— TASK TO COMPLETE —
Output only the lines of the entries that follow, starting at the one with "including this element" and running down to the one with "pub fn from_json(json: &str)", both included and unchanged.

Collected data entries:

= Beginning of Section =

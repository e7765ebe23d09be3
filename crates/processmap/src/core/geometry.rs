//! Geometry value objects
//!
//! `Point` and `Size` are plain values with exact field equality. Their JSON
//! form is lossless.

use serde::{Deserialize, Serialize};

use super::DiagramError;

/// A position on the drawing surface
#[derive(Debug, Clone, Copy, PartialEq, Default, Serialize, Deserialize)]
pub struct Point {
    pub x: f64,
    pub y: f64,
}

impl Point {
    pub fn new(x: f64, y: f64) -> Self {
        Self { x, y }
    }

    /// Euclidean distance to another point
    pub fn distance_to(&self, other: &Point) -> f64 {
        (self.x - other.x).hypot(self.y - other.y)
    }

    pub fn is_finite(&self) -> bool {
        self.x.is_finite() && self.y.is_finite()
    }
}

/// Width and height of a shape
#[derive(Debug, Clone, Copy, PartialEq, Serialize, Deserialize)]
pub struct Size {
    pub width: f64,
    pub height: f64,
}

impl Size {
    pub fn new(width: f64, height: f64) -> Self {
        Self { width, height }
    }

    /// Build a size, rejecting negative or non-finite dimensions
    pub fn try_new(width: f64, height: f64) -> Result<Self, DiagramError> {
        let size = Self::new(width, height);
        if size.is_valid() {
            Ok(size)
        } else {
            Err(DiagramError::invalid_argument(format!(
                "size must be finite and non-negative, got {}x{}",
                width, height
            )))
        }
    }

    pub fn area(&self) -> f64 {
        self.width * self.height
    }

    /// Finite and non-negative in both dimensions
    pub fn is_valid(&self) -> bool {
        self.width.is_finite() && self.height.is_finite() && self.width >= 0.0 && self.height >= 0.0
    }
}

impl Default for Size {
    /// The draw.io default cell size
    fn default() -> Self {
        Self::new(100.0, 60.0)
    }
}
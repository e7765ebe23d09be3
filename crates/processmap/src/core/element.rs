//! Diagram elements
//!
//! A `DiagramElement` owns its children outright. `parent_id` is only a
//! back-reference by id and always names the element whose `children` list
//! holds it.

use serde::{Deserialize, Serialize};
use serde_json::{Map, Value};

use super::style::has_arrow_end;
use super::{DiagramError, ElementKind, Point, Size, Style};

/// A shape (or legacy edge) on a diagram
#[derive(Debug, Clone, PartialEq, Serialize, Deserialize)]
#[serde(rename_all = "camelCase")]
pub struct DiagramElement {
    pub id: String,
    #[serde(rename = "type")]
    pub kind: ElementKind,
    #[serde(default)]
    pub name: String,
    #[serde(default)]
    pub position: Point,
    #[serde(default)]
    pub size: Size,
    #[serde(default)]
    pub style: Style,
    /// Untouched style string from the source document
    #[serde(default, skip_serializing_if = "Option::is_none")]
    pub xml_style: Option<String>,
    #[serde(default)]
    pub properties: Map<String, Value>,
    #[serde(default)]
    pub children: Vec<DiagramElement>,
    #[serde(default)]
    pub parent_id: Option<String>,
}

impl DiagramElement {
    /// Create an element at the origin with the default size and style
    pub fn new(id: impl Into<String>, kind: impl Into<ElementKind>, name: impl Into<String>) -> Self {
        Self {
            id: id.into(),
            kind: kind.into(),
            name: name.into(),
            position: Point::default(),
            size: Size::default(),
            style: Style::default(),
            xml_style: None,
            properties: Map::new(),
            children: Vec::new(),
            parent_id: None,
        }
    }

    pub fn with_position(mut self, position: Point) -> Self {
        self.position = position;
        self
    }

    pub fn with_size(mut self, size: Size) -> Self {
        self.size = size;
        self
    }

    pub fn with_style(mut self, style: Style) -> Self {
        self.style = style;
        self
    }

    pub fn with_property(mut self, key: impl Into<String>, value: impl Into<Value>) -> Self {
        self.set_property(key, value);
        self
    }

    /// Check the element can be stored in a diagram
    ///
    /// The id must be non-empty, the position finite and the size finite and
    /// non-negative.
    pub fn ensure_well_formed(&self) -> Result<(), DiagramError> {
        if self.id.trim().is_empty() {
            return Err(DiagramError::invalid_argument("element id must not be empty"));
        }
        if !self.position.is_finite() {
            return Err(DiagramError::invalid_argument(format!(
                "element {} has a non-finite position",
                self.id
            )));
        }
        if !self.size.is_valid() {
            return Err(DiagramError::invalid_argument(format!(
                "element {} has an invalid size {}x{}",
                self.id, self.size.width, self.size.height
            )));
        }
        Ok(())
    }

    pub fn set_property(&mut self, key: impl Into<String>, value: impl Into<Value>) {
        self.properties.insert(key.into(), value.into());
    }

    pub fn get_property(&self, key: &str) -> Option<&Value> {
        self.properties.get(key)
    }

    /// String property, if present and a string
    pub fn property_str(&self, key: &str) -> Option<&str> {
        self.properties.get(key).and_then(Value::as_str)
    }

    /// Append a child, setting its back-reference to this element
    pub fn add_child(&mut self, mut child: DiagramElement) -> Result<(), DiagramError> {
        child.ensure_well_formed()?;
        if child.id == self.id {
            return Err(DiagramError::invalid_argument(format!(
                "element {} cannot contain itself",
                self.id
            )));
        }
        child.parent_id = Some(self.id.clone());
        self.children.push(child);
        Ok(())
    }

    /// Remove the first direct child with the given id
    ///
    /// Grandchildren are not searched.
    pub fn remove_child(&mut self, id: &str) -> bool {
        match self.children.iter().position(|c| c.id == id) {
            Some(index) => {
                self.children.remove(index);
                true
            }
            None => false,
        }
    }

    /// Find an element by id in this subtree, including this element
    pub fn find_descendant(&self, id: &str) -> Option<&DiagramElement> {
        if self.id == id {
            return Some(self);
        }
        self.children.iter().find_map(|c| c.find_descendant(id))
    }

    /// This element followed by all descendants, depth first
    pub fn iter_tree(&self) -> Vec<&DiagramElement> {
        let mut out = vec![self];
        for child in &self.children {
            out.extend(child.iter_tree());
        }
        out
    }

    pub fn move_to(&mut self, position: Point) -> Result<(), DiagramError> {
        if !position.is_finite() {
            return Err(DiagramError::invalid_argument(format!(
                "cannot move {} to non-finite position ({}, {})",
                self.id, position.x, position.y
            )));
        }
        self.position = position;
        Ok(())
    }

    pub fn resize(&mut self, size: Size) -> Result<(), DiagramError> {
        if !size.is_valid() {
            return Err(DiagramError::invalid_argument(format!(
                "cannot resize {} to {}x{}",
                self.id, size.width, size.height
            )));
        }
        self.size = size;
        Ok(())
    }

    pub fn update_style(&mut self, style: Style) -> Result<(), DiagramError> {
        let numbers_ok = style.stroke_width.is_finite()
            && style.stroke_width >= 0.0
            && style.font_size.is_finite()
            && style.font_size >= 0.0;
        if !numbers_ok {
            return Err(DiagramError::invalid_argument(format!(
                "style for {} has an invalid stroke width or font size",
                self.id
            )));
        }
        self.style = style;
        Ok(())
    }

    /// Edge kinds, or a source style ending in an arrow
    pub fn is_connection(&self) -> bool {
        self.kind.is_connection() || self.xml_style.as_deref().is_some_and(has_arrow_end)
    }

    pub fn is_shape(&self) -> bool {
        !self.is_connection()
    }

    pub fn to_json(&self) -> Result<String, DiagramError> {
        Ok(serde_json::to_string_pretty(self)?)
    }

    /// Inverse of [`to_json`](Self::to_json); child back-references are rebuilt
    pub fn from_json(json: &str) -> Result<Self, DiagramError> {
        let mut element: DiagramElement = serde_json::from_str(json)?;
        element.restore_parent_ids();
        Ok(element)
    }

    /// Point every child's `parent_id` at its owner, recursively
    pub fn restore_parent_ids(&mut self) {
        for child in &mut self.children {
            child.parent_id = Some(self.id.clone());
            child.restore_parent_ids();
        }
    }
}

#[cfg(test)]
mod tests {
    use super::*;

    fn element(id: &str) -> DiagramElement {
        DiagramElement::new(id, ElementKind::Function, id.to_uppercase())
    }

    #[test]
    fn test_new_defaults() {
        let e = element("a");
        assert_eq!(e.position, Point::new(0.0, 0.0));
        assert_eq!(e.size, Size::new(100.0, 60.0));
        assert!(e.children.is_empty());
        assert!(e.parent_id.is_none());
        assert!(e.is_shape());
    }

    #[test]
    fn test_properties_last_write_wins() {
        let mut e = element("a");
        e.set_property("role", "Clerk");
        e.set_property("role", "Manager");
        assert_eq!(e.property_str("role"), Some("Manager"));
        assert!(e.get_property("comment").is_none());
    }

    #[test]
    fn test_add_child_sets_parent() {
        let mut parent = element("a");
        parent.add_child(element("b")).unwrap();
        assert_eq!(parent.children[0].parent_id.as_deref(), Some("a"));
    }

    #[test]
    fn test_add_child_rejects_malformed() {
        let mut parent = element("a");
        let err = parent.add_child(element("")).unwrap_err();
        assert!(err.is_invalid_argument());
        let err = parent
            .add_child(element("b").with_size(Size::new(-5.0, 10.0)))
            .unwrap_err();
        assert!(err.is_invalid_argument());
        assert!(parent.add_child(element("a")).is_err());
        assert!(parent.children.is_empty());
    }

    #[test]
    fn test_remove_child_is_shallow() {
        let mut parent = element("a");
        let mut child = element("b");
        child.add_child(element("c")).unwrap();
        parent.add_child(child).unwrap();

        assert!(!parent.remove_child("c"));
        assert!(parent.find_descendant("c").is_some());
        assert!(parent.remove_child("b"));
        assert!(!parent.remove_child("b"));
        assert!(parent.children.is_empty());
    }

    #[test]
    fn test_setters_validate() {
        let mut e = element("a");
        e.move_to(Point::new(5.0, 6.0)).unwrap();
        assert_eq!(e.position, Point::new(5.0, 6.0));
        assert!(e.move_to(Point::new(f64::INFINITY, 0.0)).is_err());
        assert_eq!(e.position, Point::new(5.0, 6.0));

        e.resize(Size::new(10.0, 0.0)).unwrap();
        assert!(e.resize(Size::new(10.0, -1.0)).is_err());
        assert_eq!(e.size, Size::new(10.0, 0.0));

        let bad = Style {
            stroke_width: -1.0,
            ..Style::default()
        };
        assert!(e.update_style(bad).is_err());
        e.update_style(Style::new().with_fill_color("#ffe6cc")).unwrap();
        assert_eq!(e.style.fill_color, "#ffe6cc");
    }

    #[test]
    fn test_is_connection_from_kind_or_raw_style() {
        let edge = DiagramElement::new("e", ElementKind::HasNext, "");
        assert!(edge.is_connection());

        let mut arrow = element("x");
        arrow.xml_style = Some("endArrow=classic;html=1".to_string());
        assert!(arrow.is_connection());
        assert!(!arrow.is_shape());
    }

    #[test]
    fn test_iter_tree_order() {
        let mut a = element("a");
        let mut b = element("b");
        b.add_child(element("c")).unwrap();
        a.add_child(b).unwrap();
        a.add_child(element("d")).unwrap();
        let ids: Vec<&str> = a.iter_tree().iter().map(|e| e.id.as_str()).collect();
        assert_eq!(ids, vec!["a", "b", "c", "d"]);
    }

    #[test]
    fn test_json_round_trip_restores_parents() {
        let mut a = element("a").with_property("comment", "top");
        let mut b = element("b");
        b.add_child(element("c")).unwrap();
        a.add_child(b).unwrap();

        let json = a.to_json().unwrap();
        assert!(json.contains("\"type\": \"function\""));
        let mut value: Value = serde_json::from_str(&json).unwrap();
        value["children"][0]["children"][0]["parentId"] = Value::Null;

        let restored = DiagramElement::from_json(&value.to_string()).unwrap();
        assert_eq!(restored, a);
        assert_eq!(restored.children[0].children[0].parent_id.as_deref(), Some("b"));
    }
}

= End of Section =

— RESULT OF THE TASK —
    /// Find an element by id in this subtree, including this element
    pub fn find_descendant(&self, id: &str) -> Option<&DiagramElement> {
        if self.id == id {
            return Some(self);
        }
        self.children.iter().find_map(|c| c.find_descendant(id))
    }

    /// This element followed by all descendants, depth first
    pub fn iter_tree(&self) -> Vec<&DiagramElement> {
        let mut out = vec![self];
        for child in &self.children {
            out.extend(child.iter_tree());
        }
        out
    }

    pub fn move_to(&mut self, position: Point) -> Result<(), DiagramError> {
        if !position.is_finite() {
            return Err(DiagramError::invalid_argument(format!(
                "cannot move {} to non-finite position ({}, {})",
                self.id, position.x, position.y
            )));
        }
        self.position = position;
        Ok(())
    }

    pub fn resize(&mut self, size: Size) -> Result<(), DiagramError> {
        if !size.is_valid() {
            return Err(DiagramError::invalid_argument(format!(
                "cannot resize {} to {}x{}",
                self.id, size.width, size.height
            )));
        }
        self.size = size;
        Ok(())
    }

    pub fn update_style(&mut self, style: Style) -> Result<(), DiagramError> {
        let numbers_ok = style.stroke_width.is_finite()
            && style.stroke_width >= 0.0
            && style.font_size.is_finite()
            && style.font_size >= 0.0;
        if !numbers_ok {
            return Err(DiagramError::invalid_argument(format!(
                "style for {} has an invalid stroke width or font size",
                self.id
            )));
        }
        self.style = style;
        Ok(())
    }

    /// Edge kinds, or a source style ending in an arrow
    pub fn is_connection(&self) -> bool {
        self.kind.is_connection() || self.xml_style.as_deref().is_some_and(has_arrow_end)
    }

    pub fn is_shape(&self) -> bool {
        !self.is_connection()
    }

    pub fn to_json(&self) -> Result<String, DiagramError> {
        Ok(serde_json::to_string_pretty(self)?)
    }

    /// Inverse of [`to_json`](Self::to_json); child back-references are rebuilt
    pub fn from_json(json: &str) -> Result<Self, DiagramError> {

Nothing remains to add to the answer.